- **Data records**:
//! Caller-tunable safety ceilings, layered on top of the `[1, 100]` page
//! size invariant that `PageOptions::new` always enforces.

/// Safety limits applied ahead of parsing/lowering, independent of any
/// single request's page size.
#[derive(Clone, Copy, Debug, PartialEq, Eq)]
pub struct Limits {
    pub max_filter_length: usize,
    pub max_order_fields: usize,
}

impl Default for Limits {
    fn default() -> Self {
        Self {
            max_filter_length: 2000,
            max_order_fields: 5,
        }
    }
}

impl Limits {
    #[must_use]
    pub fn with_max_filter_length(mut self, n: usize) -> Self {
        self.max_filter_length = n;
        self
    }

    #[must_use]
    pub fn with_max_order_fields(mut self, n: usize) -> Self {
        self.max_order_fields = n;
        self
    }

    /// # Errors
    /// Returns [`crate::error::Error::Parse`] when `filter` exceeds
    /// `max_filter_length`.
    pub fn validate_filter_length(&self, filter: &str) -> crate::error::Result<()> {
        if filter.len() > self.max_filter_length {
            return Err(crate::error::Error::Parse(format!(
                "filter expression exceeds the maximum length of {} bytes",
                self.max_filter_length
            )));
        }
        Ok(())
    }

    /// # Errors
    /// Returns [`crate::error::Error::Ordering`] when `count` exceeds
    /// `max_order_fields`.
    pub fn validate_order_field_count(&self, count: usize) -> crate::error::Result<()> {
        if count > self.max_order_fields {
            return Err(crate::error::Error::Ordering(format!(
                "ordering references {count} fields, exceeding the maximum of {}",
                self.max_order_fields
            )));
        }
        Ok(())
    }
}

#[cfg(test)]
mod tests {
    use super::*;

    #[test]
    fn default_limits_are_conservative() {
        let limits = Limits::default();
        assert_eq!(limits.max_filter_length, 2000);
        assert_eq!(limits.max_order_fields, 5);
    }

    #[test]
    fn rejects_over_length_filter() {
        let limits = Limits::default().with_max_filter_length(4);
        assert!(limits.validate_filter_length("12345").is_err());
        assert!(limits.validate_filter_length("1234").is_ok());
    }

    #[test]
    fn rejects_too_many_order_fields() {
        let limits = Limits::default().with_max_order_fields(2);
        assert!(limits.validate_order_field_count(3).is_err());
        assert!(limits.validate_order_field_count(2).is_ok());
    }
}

- **Required work**:
Exactly as written, give the records again.

- **Written response**:
//! Caller-tunable safety ceilings, layered on top of the `[1, 100]` page
//! size invariant that `PageOptions::new` always enforces.

/// Safety limits applied ahead of parsing/lowering, independent of any
/// single request's page size.
#[derive(Clone, Copy, Debug, PartialEq, Eq)]
pub struct Limits {
    pub max_filter_length: usize,
    pub max_order_fields: usize,
}

impl Default for Limits {
    fn default() -> Self {
        Self {
            max_filter_length: 2000,
            max_order_fields: 5,
        }
    }
}

impl Limits {
    #[must_use]
    pub fn with_max_filter_length(mut self, n: usize) -> Self {
        self.max_filter_length = n;
        self
    }

    #[must_use]
    pub fn with_max_order_fields(mut self, n: usize) -> Self {
        self.max_order_fields = n;
        self
    }

    /// # Errors
    /// Returns [`crate::error::Error::Parse`] when `filter` exceeds
    /// `max_filter_length`.
    pub fn validate_filter_length(&self, filter: &str) -> crate::error::Result<()> {
        if filter.len() > self.max_filter_length {
            return Err(crate::error::Error::Parse(format!(
                "filter expression exceeds the maximum length of {} bytes",
                self.max_filter_length
            )));
        }
        Ok(())
    }

    /// # Errors
    /// Returns [`crate::error::Error::Ordering`] when `count` exceeds
    /// `max_order_fields`.
    pub fn validate_order_field_count(&self, count: usize) -> crate::error::Result<()> {
        if count > self.max_order_fields {
            return Err(crate::error::Error::Ordering(format!(
                "ordering references {count} fields, exceeding the maximum of {}",
                self.max_order_fields
            )));
        }
        Ok(())
    }
}

#[cfg(test)]
mod tests {
    use super::*;

    #[test]
    fn default_limits_are_conservative() {
        let limits = Limits::default();
        assert_eq!(limits.max_filter_length, 2000);
        assert_eq!(limits.max_order_fields, 5);
    }

    #[test]
    fn rejects_over_length_filter() {
        let limits = Limits::default().with_max_filter_length(4);
        assert!(limits.validate_filter_length("12345").is_err());
        assert!(limits.validate_filter_length("1234").is_ok());
    }

    #[test]
    fn rejects_too_many_order_fields() {
        let limits = Limits::default().with_max_order_fields(2);
        assert!(limits.validate_order_field_count(3).is_err());
        assert!(limits.validate_order_field_count(2).is_ok());
    }
}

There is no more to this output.